Extracted records>

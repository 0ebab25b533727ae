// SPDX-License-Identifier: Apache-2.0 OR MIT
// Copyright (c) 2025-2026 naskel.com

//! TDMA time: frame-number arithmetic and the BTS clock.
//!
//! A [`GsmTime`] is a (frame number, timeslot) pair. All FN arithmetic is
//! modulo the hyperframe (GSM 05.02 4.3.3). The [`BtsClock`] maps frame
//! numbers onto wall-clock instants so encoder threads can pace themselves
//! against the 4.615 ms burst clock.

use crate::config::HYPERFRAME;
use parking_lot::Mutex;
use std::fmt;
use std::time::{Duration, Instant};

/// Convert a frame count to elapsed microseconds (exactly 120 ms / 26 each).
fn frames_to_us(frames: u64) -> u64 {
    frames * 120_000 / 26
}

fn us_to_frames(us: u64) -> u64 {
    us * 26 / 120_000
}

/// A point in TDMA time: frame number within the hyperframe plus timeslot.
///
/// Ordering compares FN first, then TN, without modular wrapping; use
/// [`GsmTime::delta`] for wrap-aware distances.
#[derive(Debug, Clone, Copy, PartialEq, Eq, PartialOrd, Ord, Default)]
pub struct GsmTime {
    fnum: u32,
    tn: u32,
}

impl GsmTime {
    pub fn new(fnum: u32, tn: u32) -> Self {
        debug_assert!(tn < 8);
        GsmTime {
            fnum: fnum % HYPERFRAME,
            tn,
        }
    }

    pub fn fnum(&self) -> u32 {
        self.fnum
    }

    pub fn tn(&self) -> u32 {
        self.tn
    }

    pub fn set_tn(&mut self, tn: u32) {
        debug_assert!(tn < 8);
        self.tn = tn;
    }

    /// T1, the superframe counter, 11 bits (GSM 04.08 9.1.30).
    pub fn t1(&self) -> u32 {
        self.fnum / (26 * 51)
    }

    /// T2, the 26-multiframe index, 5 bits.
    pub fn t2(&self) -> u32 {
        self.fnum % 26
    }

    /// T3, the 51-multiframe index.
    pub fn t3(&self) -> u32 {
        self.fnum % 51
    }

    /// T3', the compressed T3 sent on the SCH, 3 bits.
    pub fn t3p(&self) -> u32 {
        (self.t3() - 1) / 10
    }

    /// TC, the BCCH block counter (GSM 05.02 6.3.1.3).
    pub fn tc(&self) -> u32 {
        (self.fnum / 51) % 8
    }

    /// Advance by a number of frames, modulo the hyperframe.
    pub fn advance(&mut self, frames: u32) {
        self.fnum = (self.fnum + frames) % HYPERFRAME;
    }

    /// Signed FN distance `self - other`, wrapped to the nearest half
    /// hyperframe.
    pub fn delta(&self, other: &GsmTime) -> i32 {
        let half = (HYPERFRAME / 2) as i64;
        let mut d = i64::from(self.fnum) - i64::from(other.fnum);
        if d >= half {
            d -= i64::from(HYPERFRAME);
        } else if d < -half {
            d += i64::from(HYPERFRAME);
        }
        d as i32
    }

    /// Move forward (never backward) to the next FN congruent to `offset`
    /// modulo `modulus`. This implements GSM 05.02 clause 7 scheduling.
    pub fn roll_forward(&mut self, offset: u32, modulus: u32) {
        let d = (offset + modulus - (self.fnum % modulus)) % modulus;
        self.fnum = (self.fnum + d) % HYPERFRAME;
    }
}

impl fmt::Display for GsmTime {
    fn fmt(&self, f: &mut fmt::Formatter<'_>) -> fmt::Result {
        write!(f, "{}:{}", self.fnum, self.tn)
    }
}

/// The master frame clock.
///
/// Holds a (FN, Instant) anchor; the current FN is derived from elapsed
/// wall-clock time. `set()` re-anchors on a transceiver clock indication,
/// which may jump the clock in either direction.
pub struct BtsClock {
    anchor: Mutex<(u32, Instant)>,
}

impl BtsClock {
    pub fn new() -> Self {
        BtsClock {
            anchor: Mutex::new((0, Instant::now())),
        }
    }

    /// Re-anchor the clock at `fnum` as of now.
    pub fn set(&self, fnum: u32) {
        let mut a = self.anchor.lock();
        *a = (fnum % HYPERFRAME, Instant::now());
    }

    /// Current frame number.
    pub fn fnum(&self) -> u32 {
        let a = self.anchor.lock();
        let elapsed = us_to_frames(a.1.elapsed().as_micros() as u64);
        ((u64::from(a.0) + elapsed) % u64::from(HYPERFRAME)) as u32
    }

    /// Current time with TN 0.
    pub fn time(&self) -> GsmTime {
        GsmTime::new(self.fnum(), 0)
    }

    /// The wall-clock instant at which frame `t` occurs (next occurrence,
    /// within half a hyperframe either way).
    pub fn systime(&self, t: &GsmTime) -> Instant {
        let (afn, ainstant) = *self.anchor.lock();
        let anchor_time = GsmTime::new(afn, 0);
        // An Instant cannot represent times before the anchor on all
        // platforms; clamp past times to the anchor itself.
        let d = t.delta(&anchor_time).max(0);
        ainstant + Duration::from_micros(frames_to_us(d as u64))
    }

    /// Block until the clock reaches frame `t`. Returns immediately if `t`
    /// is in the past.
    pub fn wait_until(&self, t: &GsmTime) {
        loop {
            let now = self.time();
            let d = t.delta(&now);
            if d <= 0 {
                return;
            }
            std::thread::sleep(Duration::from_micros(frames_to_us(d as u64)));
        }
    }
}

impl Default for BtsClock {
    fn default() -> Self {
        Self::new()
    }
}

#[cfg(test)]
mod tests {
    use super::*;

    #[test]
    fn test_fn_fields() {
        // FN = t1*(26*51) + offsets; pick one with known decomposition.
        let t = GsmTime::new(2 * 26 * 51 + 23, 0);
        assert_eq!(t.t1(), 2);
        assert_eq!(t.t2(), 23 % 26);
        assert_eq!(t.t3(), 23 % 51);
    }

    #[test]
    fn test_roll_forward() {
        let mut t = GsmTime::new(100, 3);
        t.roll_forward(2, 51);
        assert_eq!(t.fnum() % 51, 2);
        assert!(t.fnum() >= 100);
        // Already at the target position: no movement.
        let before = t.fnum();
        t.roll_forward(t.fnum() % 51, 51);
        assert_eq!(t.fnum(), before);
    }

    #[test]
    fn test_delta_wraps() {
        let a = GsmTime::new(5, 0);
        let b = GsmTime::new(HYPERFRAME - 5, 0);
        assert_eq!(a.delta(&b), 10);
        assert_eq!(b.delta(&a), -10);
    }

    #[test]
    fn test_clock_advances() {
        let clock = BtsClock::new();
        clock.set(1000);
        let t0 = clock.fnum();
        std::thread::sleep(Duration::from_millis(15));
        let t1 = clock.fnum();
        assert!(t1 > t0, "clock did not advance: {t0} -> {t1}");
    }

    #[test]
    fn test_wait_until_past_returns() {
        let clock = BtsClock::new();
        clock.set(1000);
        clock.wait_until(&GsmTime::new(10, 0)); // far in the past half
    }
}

Task> Find the word "ainstant" in the data and show each line that holds it.

Answer to this exercise>
        let (afn, ainstant) = *self.anchor.lock();
        ainstant + Duration::from_micros(frames_to_us(d as u64))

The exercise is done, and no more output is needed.